**Collected data entries:**
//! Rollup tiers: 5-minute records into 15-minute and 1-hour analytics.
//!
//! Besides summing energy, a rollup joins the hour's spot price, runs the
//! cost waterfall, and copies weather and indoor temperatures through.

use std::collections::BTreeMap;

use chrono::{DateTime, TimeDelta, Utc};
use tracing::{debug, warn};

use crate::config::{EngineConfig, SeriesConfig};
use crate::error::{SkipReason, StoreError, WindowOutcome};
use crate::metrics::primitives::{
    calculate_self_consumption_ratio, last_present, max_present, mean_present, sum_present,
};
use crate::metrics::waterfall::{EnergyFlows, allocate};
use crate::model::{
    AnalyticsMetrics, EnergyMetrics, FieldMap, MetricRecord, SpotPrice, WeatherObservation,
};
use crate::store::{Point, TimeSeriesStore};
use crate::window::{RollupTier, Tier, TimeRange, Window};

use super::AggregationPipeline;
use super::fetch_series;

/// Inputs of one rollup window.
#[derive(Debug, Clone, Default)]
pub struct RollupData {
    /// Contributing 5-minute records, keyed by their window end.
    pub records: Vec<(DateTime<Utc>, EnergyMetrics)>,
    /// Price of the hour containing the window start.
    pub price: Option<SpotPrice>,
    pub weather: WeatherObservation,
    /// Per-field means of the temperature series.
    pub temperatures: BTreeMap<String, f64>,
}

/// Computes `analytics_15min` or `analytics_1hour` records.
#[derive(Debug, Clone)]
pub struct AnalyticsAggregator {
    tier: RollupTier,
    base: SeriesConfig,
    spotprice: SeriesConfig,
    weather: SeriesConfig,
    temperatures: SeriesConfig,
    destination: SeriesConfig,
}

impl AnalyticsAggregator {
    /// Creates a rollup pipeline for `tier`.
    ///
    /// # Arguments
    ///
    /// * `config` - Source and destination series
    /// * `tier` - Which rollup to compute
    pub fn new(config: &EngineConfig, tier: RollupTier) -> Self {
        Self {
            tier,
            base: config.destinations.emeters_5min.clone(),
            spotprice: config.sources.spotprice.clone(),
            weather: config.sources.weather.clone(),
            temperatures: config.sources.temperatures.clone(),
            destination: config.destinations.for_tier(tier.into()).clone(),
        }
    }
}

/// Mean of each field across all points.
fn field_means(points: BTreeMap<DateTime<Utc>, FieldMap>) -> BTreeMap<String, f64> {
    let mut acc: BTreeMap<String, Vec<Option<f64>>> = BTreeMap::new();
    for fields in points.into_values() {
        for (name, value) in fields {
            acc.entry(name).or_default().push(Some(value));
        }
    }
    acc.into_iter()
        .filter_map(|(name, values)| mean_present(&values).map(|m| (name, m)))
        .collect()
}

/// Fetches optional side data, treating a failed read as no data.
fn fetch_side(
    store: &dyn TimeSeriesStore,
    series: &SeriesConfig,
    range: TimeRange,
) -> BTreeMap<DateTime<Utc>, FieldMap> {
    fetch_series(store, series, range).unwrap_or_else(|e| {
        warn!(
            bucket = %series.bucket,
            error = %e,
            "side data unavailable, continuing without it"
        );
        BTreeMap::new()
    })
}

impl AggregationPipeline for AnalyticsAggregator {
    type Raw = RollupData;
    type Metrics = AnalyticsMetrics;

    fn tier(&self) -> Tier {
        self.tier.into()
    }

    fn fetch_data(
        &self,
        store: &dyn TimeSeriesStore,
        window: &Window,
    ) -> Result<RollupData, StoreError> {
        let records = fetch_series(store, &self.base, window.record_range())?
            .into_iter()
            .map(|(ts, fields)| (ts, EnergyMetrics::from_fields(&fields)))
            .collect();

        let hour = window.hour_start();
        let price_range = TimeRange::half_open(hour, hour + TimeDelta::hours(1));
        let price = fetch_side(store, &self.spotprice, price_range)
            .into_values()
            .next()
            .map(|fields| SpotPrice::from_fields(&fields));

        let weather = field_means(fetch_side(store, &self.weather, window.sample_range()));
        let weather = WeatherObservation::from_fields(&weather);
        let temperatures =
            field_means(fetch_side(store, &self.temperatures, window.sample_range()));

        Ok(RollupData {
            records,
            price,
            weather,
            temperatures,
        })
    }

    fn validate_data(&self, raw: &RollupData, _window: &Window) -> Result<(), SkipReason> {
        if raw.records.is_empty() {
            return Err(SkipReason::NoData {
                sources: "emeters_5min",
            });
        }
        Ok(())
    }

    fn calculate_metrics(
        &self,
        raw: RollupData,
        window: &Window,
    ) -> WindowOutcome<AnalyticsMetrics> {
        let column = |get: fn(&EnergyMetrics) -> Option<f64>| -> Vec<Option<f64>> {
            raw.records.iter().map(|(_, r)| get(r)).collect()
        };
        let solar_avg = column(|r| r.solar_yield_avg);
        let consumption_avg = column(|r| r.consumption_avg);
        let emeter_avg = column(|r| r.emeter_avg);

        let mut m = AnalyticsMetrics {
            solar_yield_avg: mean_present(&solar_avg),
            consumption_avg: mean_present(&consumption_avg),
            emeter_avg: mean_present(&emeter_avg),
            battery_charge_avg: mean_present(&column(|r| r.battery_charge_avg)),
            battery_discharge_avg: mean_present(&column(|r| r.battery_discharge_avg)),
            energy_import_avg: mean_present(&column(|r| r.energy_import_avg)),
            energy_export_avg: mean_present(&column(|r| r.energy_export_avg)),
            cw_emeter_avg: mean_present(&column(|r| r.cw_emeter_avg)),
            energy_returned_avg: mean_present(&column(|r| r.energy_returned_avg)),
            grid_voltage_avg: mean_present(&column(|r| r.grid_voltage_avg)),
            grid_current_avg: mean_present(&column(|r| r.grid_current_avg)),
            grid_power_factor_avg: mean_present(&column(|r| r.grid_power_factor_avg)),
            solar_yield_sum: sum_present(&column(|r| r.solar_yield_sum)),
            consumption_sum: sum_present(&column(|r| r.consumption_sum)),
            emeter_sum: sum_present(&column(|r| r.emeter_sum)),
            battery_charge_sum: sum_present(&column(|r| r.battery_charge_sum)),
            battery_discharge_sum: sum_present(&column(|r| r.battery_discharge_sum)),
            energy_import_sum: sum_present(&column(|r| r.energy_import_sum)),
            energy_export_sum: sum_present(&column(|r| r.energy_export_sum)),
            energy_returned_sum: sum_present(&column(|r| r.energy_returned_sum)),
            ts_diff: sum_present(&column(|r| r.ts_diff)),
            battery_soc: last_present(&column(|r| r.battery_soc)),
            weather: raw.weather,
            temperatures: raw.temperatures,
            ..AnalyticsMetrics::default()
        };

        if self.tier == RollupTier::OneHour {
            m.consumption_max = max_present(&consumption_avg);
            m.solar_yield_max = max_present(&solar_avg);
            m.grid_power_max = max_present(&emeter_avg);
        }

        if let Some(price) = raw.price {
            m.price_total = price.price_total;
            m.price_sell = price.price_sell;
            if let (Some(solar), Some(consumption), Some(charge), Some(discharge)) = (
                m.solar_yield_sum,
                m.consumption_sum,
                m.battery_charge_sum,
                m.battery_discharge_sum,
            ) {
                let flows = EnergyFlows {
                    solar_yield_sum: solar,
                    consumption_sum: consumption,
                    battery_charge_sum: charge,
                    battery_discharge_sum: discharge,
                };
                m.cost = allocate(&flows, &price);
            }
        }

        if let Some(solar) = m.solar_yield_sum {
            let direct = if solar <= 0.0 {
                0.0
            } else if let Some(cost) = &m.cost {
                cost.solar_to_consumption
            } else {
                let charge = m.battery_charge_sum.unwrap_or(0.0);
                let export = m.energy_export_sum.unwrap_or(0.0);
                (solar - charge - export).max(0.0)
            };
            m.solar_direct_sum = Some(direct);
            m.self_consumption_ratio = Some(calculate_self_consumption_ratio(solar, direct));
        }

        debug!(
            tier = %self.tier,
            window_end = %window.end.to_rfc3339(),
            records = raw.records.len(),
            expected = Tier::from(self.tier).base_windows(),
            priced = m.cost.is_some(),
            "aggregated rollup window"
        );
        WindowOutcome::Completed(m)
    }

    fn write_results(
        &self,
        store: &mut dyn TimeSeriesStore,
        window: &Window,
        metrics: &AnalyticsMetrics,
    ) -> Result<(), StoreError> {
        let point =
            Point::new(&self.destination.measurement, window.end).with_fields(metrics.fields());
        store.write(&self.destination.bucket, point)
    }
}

**TASK PROMPT:**
Reproduce every line in the records above that contains the word "bucket".

**RESPONSE TO THE EXERCISE:**
            bucket = %series.bucket,
        store.write(&self.destination.bucket, point)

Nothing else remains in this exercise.